*** Information supplied ***
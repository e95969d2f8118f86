//! Load staged objects into the raw warehouse tables.

use serde::de::DeserializeOwned;
use serde::Serialize;
use tracing::info;

use crate::error::Result;
use crate::models::{
    parse_timestamp, Category, Channel, Comment, ExtractTable, ExtractionBatch, Lineage, RunId,
    Video, VideoStatistics,
};
use crate::storage::ObjectStore;
use crate::warehouse::{tables, SqlValue, Warehouse};

/// A staged record that maps onto a raw table row.
pub trait RawRecord: DeserializeOwned {
    const TABLE: ExtractTable;

    /// Values of the non-lineage columns, in table order.
    fn values(&self) -> Vec<SqlValue>;

    fn row(&self, lineage: &Lineage) -> Vec<SqlValue> {
        let mut values = self.values();
        values.push(SqlValue::Timestamp(lineage.ingest_timestamp));
        values.push(SqlValue::text(lineage.source_path.clone()));
        values.push(SqlValue::text(lineage.run_id.as_str()));
        values
    }
}

fn ts(raw: &Option<String>) -> SqlValue {
    SqlValue::opt_timestamp(raw.as_deref().and_then(parse_timestamp))
}

fn text(raw: &Option<String>) -> SqlValue {
    SqlValue::opt_text(raw.as_deref())
}

impl RawRecord for Video {
    const TABLE: ExtractTable = ExtractTable::Videos;

    fn values(&self) -> Vec<SqlValue> {
        vec![
            SqlValue::text(self.video_id.clone()),
            text(&self.channel_id),
            text(&self.title),
            text(&self.description),
            ts(&self.published_at),
            text(&self.search_query),
            text(&self.search_order),
        ]
    }
}

impl RawRecord for Channel {
    const TABLE: ExtractTable = ExtractTable::Channels;

    fn values(&self) -> Vec<SqlValue> {
        vec![
            SqlValue::text(self.channel_id.clone()),
            text(&self.channel_title),
            text(&self.channel_description),
            text(&self.country),
            ts(&self.published_at),
            SqlValue::Int(self.subscriber_count),
            SqlValue::Int(self.video_count),
            SqlValue::Int(self.view_count),
        ]
    }
}

impl RawRecord for Comment {
    const TABLE: ExtractTable = ExtractTable::Comments;

    fn values(&self) -> Vec<SqlValue> {
        vec![
            SqlValue::text(self.comment_id.clone()),
            SqlValue::text(self.video_id.clone()),
            text(&self.author_display_name),
            text(&self.text_display),
            SqlValue::Int(self.like_count),
            ts(&self.published_at),
        ]
    }
}

impl RawRecord for VideoStatistics {
    const TABLE: ExtractTable = ExtractTable::VideoStats;

    fn values(&self) -> Vec<SqlValue> {
        vec![
            SqlValue::text(self.video_id.clone()),
            text(&self.category_id),
            text(&self.tags),
            text(&self.duration),
            SqlValue::Int(self.view_count),
            SqlValue::Int(self.like_count),
            SqlValue::Int(self.comment_count),
            SqlValue::Int(self.favorite_count),
            ts(&self.collected_at),
        ]
    }
}

impl RawRecord for Category {
    const TABLE: ExtractTable = ExtractTable::Categories;

    fn values(&self) -> Vec<SqlValue> {
        vec![
            SqlValue::text(self.category_id.clone()),
            text(&self.category_title),
            self.assignable.map_or(SqlValue::Null, SqlValue::Bool),
            text(&self.region),
        ]
    }
}

/// Rows inserted into one raw table.
#[derive(Debug, Clone, PartialEq, Serialize)]
pub struct TableLoad {
    pub table: String,
    pub rows: usize,
}

async fn insert_records<R: RawRecord>(
    warehouse: &dyn Warehouse,
    dataset: &str,
    records: &[R],
    lineage: &Lineage,
) -> Result<usize> {
    let table = tables::raw_table(R::TABLE);
    if records.is_empty() {
        info!("Skipping {} (no rows)", table.name);
        return Ok(0);
    }

    let rows: Vec<Vec<SqlValue>> = records.iter().map(|r| r.row(lineage)).collect();
    let batch_key = format!("{}:{}", lineage.run_id, table.name);
    let inserted = warehouse
        .insert_rows(dataset, &table, &rows, &batch_key)
        .await?;
    info!("Loaded {} rows into {}.{}", inserted, dataset, table.name);
    Ok(inserted)
}

/// Load a combined batch document into all five raw tables.
pub async fn load_batch(
    warehouse: &dyn Warehouse,
    store: &dyn ObjectStore,
    dataset: &str,
    blob_name: &str,
    run_id: &RunId,
) -> Result<Vec<TableLoad>> {
    let body = store.get(blob_name).await?;
    let batch: ExtractionBatch = serde_json::from_slice(&body)?;
    let lineage = Lineage::new(store.uri(blob_name), run_id.clone());

    let loads = vec![
        (
            ExtractTable::Videos,
            insert_records(warehouse, dataset, &batch.videos, &lineage).await?,
        ),
        (
            ExtractTable::Channels,
            insert_records(warehouse, dataset, &batch.channels, &lineage).await?,
        ),
        (
            ExtractTable::Comments,
            insert_records(warehouse, dataset, &batch.comments, &lineage).await?,
        ),
        (
            ExtractTable::VideoStats,
            insert_records(warehouse, dataset, &batch.video_stats, &lineage).await?,
        ),
        (
            ExtractTable::Categories,
            insert_records(warehouse, dataset, &batch.categories, &lineage).await?,
        ),
    ];

    Ok(loads
        .into_iter()
        .map(|(table, rows)| TableLoad {
            table: table.raw_table().to_string(),
            rows,
        })
        .collect())
}

fn parse_lines<R: RawRecord>(body: &[u8]) -> Result<Vec<R>> {
    body.split(|b| *b == b'\n')
        .filter(|line| !line.iter().all(u8::is_ascii_whitespace))
        .map(|line| serde_json::from_slice(line).map_err(Into::into))
        .collect()
}

/// Result of a single-table ingest.
#[derive(Debug, Clone, PartialEq, Serialize)]
pub struct TableIngest {
    pub table: String,
    pub gcs_src: String,
    pub table_fqdn: String,
    pub inserted: usize,
    pub total_rows_in_table: i64,
}

async fn load_lines<R: RawRecord>(
    warehouse: &dyn Warehouse,
    dataset: &str,
    body: &[u8],
    lineage: &Lineage,
) -> Result<usize> {
    let records: Vec<R> = parse_lines(body)?;
    insert_records(warehouse, dataset, &records, lineage).await
}

/// Load one staged JSON Lines table and report the table's total row count.
pub async fn load_table(
    warehouse: &dyn Warehouse,
    store: &dyn ObjectStore,
    dataset: &str,
    table: ExtractTable,
    run_id: &RunId,
) -> Result<TableIngest> {
    let blob_name = crate::storage::paths::table_extract_path(run_id, table.as_str());
    let body = store.get(&blob_name).await?;
    let gcs_src = store.uri(&blob_name);
    let lineage = Lineage::new(gcs_src.clone(), run_id.clone());

    let inserted = match table {
        ExtractTable::Videos => load_lines::<Video>(warehouse, dataset, &body, &lineage).await?,
        ExtractTable::VideoStats => {
            load_lines::<VideoStatistics>(warehouse, dataset, &body, &lineage).await?
        }
        ExtractTable::Channels => load_lines::<Channel>(warehouse, dataset, &body, &lineage).await?,
        ExtractTable::Categories => {
            load_lines::<Category>(warehouse, dataset, &body, &lineage).await?
        }
        ExtractTable::Comments => load_lines::<Comment>(warehouse, dataset, &body, &lineage).await?,
    };

    let raw_table = table.raw_table();
    let total = warehouse.count_rows(dataset, raw_table).await?;
    Ok(TableIngest {
        table: table.as_str().to_string(),
        gcs_src,
        table_fqdn: warehouse.dialect().table_fqdn(dataset, raw_table),
        inserted,
        total_rows_in_table: total,
    })
}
*** End of Information supplied ***
Scan the records above, then copy out each line that mentions "VideoStatistics".

Solution ->
    Video, VideoStatistics,
impl RawRecord for VideoStatistics {
            load_lines::<VideoStatistics>(warehouse, dataset, &body, &lineage).await?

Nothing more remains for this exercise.